Although children with JIA are two to three times more likely to develop cancer than children who don’t have JIA, tumor necrosis factor-alpha blockers, also known as TNF inhibitors or anti-TNF drugs, do not appear to be the cause, according to a study presented last week at the American College of Rheumatology Annual Scientific Meeting in Atlanta. TNF inhibitors used to treat juvenile arthritis include adalimumab, or Humira, and etanercept, or Enbrel.
“Data collected by the FDA suggested that children who receive TNF inhibitors are at an increased risk of developing malignancy compared to healthy children who do not receive TNF inhibitors.

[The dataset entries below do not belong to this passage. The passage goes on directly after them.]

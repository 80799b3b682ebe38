//! Bot abstraction for outbound chat operations.
//!
//! [`Bot`] trait is transport-agnostic; dbot-telegram implements it via teloxide, tests use a recording mock.

use crate::error::{DbotError, Result};
use crate::types::Chat;
use async_trait::async_trait;
use std::path::Path;

/// Abstraction for sending and deleting messages. Implementations map to a transport (e.g. Telegram).
#[async_trait]
pub trait Bot: Send + Sync {
    /// Sends a text message to the given chat.
    async fn send_message(&self, chat: &Chat, text: &str) -> Result<()>;
    /// Sends a message and returns its id (for a later `delete_message`). `message_id` is transport-specific (e.g. Telegram numeric string).
    async fn send_message_and_return_id(&self, chat: &Chat, text: &str) -> Result<String>;
    /// Sends a text message together with a reply keyboard, one button per label, one label per row.
    async fn send_menu(&self, chat: &Chat, text: &str, buttons: &[&str]) -> Result<()>;
    /// Uploads the image file at `path` as a photo.
    async fn send_photo(&self, chat: &Chat, path: &Path) -> Result<()>;
    /// Deletes a previously sent message.
    async fn delete_message(&self, chat: &Chat, message_id: &str) -> Result<()>;
}

/// Parses a message id string into an i32. Used by transports whose ids are numeric.
pub fn parse_message_id(s: &str) -> Result<i32> {
    s.parse()
        .map_err(|_| DbotError::Bot(format!("Invalid message_id: {}", s)))
}
//! Turns a plain-text page body into a short summary.

use regex::Regex;
use std::sync::OnceLock;

/// Characters of the page body considered for the summary.
pub const SUMMARY_SOURCE_CHARS: usize = 1000;

const HEADING_MARKER: &str = "==";

fn annotation_patterns() -> &'static [Regex; 2] {
    static PATTERNS: OnceLock<[Regex; 2]> = OnceLock::new();
    PATTERNS.get_or_init(|| {
        [
            Regex::new(r"\([^()]*\)").expect("valid parenthetical regex"),
            Regex::new(r"\{[^{}]*\}").expect("valid braces regex"),
        ]
    })
}

/// Builds the summary: first 1000 characters, whole sentences only, cut at the first section heading,
/// fragments of three characters or fewer dropped, parenthetical and braced annotations removed.
pub fn summarize(content: &str) -> String {
    let head: String = content.chars().take(SUMMARY_SOURCE_CHARS).collect();

    let mut fragments: Vec<&str> = head.split('.').collect();
    // The last fragment is either empty or a sentence cut by the character limit.
    fragments.pop();

    let mut summary = String::new();
    for fragment in fragments {
        if fragment.contains(HEADING_MARKER) {
            break;
        }
        if fragment.trim().chars().count() > 3 {
            summary.push_str(fragment);
            summary.push('.');
        }
    }

    // Repeat until stable so nested annotations like `{{ref}}` go away completely.
    for pattern in annotation_patterns() {
        while pattern.is_match(&summary) {
            summary = pattern.replace_all(&summary, "").into_owned();
        }
    }
    summary
}
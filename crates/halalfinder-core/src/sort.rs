//! Ordering a restaurant collection by one of the explore-page strategies.

use std::cmp::Ordering;

use chrono::{DateTime, NaiveDate, NaiveDateTime};
use serde::{Deserialize, Serialize};

use crate::restaurants::Restaurant;

const DATETIME_FORMATS: [&str; 3] = ["%Y-%m-%dT%H:%M:%S%.f", "%Y-%m-%d %H:%M:%S", "%Y-%m-%d %H:%M"];
const DATE_FORMATS: [&str; 2] = ["%Y-%m-%d", "%Y/%m/%d"];

#[derive(Debug, Clone, Copy, PartialEq, Eq, Serialize, Deserialize)]
#[serde(rename_all = "lowercase")]
pub enum SortStrategy {
    /// Rating descending, then review count descending.
    Rating,
    /// Review count descending.
    Reviews,
    /// Featured first, then rating descending.
    Featured,
    /// Most recently updated first; unparseable dates sort last.
    Newest,
}

impl SortStrategy {
    /// Looks a strategy up by name. Unknown names yield `None`, which
    /// [`sort_restaurants`] treats as "keep input order".
    #[must_use]
    pub fn from_name(name: &str) -> Option<Self> {
        match name.trim() {
            "rating" => Some(Self::Rating),
            "reviews" => Some(Self::Reviews),
            "featured" => Some(Self::Featured),
            "newest" => Some(Self::Newest),
            _ => None,
        }
    }

    #[must_use]
    pub fn as_str(self) -> &'static str {
        match self {
            Self::Rating => "rating",
            Self::Reviews => "reviews",
            Self::Featured => "featured",
            Self::Newest => "newest",
        }
    }
}

/// Returns a reordered copy of `restaurants`. The sort is stable, so equal
/// elements keep their input order, and `None` returns the input order as is.
#[must_use]
pub fn sort_restaurants(
    restaurants: &[Restaurant],
    strategy: Option<SortStrategy>,
) -> Vec<Restaurant> {
    let mut out = restaurants.to_vec();
    let Some(strategy) = strategy else {
        return out;
    };

    match strategy {
        SortStrategy::Rating => out.sort_by(|a, b| {
            desc_f64(a.rating, b.rating).then_with(|| b.review_count.cmp(&a.review_count))
        }),
        SortStrategy::Reviews => out.sort_by(|a, b| b.review_count.cmp(&a.review_count)),
        SortStrategy::Featured => out.sort_by(|a, b| {
            b.is_featured
                .cmp(&a.is_featured)
                .then_with(|| desc_f64(a.rating, b.rating))
        }),
        SortStrategy::Newest => {
            out.sort_by_cached_key(|r| std::cmp::Reverse(timestamp_millis(&r.last_updated)));
        }
    }
    out
}

fn desc_f64(a: f64, b: f64) -> Ordering {
    b.total_cmp(&a)
}

/// Parses a free-text `lastUpdated` cell into epoch milliseconds.
///
/// Unparseable input maps to `i64::MIN` so it orders as the oldest value.
fn timestamp_millis(raw: &str) -> i64 {
    parse_timestamp(raw).unwrap_or(i64::MIN)
}

fn parse_timestamp(raw: &str) -> Option<i64> {
    let s = raw.trim();
    if s.is_empty() {
        return None;
    }

    if let Ok(dt) = DateTime::parse_from_rfc3339(s) {
        return Some(dt.timestamp_millis());
    }
    if let Ok(dt) = DateTime::parse_from_rfc2822(s) {
        return Some(dt.timestamp_millis());
    }

    for fmt in DATETIME_FORMATS {
        if let Ok(dt) = NaiveDateTime::parse_from_str(s, fmt) {
            return Some(dt.and_utc().timestamp_millis());
        }
    }

    for fmt in DATE_FORMATS {
        if let Ok(date) = NaiveDate::parse_from_str(s, fmt) {
            return date
                .and_hms_opt(0, 0, 0)
                .map(|dt| dt.and_utc().timestamp_millis());
        }
    }

    None
}
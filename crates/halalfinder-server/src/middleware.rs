use std::{
    sync::Arc,
    time::{Duration, Instant},
};

use axum::{
    extract::{Request, State},
    http::{HeaderValue, StatusCode},
    middleware::Next,
    response::{IntoResponse, Response},
    Json,
};
use serde::Serialize;
use tokio::sync::Mutex;
use uuid::Uuid;

/// Newtype wrapping a request ID string, stored as a request extension.
#[derive(Debug, Clone)]
pub struct RequestId(pub String);

#[derive(Debug, Clone)]
struct RateLimitWindow {
    started_at: Instant,
    count: usize,
}

/// Fixed-window limiter shared by every rate-limited route.
#[derive(Debug, Clone)]
pub struct RateLimitState {
    max_requests: usize,
    window: Duration,
    state: Arc<Mutex<RateLimitWindow>>,
}

impl RateLimitState {
    #[must_use]
    pub fn new(max_requests: usize, window: Duration) -> Self {
        Self {
            max_requests,
            window,
            state: Arc::new(Mutex::new(RateLimitWindow {
                started_at: Instant::now(),
                count: 0,
            })),
        }
    }
}

#[derive(Debug, Serialize)]
struct MiddlewareErrorBody {
    error: MiddlewareError,
}

#[derive(Debug, Serialize)]
struct MiddlewareError {
    code: &'static str,
    message: &'static str,
}

/// Axum middleware that extracts or generates a request ID.
///
/// If the incoming request has an `x-request-id` header, that value is used.
/// Otherwise a new `UUIDv4` is generated. The ID is:
/// - Inserted into request extensions as [`RequestId`]
/// - Set on the response as the `x-request-id` header
pub async fn request_id(mut req: Request, next: Next) -> Response {
    let id = req
        .headers()
        .get("x-request-id")
        .and_then(|v| v.to_str().ok())
        .filter(|v| !v.trim().is_empty())
        .map_or_else(|| Uuid::new_v4().to_string(), String::from);

    req.extensions_mut().insert(RequestId(id.clone()));

    let mut res = next.run(req).await;

    if let Ok(val) = HeaderValue::from_str(&id) {
        res.headers_mut().insert("x-request-id", val);
    }

    res
}

/// Middleware enforcing a fixed request-per-window limit.
pub async fn enforce_rate_limit(
    State(rate_limit): State<RateLimitState>,
    req: Request,
    next: Next,
) -> Response {
    let mut window = rate_limit.state.lock().await;
    let elapsed = window.started_at.elapsed();

    if elapsed >= rate_limit.window {
        window.started_at = Instant::now();
        window.count = 0;
    }

    if window.count >= rate_limit.max_requests {
        drop(window);
        tracing::warn!(path = %req.uri().path(), "rate limit exceeded");
        return (
            StatusCode::TOO_MANY_REQUESTS,
            Json(MiddlewareErrorBody {
                error: MiddlewareError {
                    code: "rate_limited",
                    message: "rate limit exceeded",
                },
            }),
        )
            .into_response();
    }

    window.count += 1;
    drop(window);

    next.run(req).await
}

#[cfg(test)]
mod tests {
    use super::*;
    use axum::{body::Body, routing::get, Extension, Router};
    use tower::ServiceExt;

    async fn echo_id(Extension(id): Extension<RequestId>) -> String {
        id.0
    }

    fn id_app() -> Router {
        Router::new()
            .route("/", get(echo_id))
            .layer(axum::middleware::from_fn(request_id))
    }

    #[tokio::test]
    async fn request_id_is_propagated() {
        let response = id_app()
            .oneshot(
                Request::builder()
                    .uri("/")
                    .header("x-request-id", "req-abc")
                    .body(Body::empty())
                    .expect("request"),
            )
            .await
            .expect("response");
        assert_eq!(
            response.headers().get("x-request-id").and_then(|v| v.to_str().ok()),
            Some("req-abc")
        );
    }

    #[tokio::test]
    async fn request_id_is_generated_when_absent() {
        let response = id_app()
            .oneshot(Request::builder().uri("/").body(Body::empty()).expect("request"))
            .await
            .expect("response");
        let id = response
            .headers()
            .get("x-request-id")
            .and_then(|v| v.to_str().ok())
            .expect("generated id");
        assert!(Uuid::parse_str(id).is_ok(), "not a uuid: {id}");
    }

    #[tokio::test]
    async fn rate_limit_rejects_after_max_requests() {
        let limiter = RateLimitState::new(2, Duration::from_secs(60));
        let app = Router::new()
            .route("/", get(|| async { "ok" }))
            .layer(axum::middleware::from_fn_with_state(
                limiter,
                enforce_rate_limit,
            ));

        for _ in 0..2 {
            let response = app
                .clone()
                .oneshot(Request::builder().uri("/").body(Body::empty()).expect("request"))
                .await
                .expect("response");
            assert_eq!(response.status(), StatusCode::OK);
        }

        let response = app
            .oneshot(Request::builder().uri("/").body(Body::empty()).expect("request"))
            .await
            .expect("response");
        assert_eq!(response.status(), StatusCode::TOO_MANY_REQUESTS);
    }
}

Our study shows that at least a portion of this increased risk of malignancy is likely due to JIA itself, as opposed to the TNF inhibitor alone,” explains the study’s lead investigator, Timothy Beukelman, MD, an assistant professor of pediatrics at the University of Alabama at Birmingham.
An estimated 300,000 children in the U.S. have juvenile arthritis. For this study, Dr. Beukelman used Medicaid claims to identify 7,321 American children with JIA. Of those, 3,194 were being treated with methotrexate, 1,413 were on TNF inhibitors and the rest weren’t taking either type of drug.
They found that out of 100,000 children, 59 with JIA got cancer in the space of a year compared with 23 to 27 per 100,000 in children without the condition. There were no cases of cancer in children on TNF inhibitors.
“I think that is significant given the sample size. If there were a big increase in risk [from anti-TNFs], you should have seen it in a group that large,” says Diane Brown, MD, PhD, a pediatric rheumatologist at Children’s Hospital Los Angeles and faculty member at the University of Southern California Keck School of Medicine in Los Angeles.
“This finding should not be shocking, as similar results have been demonstrated for adults with rheumatoid arthritis, especially with regard to an increased risk of lymphoma in this population,” Dr. Beukelman adds. “Our findings should mitigate some of the concerns regarding the use of TNF inhibitors for the treatment of JIA.”
If anti-TNF drugs don’t cause the increased cancer risk – what does? Dr. Beukelman’s study didn’t address that question, but, he says, “A reasonable hypothesis would be that chronic inflammation is responsible for the increased rate of malignancy. If this hypothesis is correct, then better control of JIA may help attenuate this risk.”
Dr. Brown hopes this study will help her and others in her field persuade parents that the value of trying TNF inhibitors outweighs the risk.
“I hope that parents recognize the risk of these drugs is not that bad, and treating the disease with effective medicines may cut down on inflammation and may actually decrease the risk of cancer, for all we know,” she says.
“This study is reaffirming what most rheumatologists and pediatric rheumatologists think – that the primary culprit isn’t the drug but probably is the disease,” Dr. Brown says. “Our experience with these medications is, we aren’t seeing a lot of malignancies in our patients.”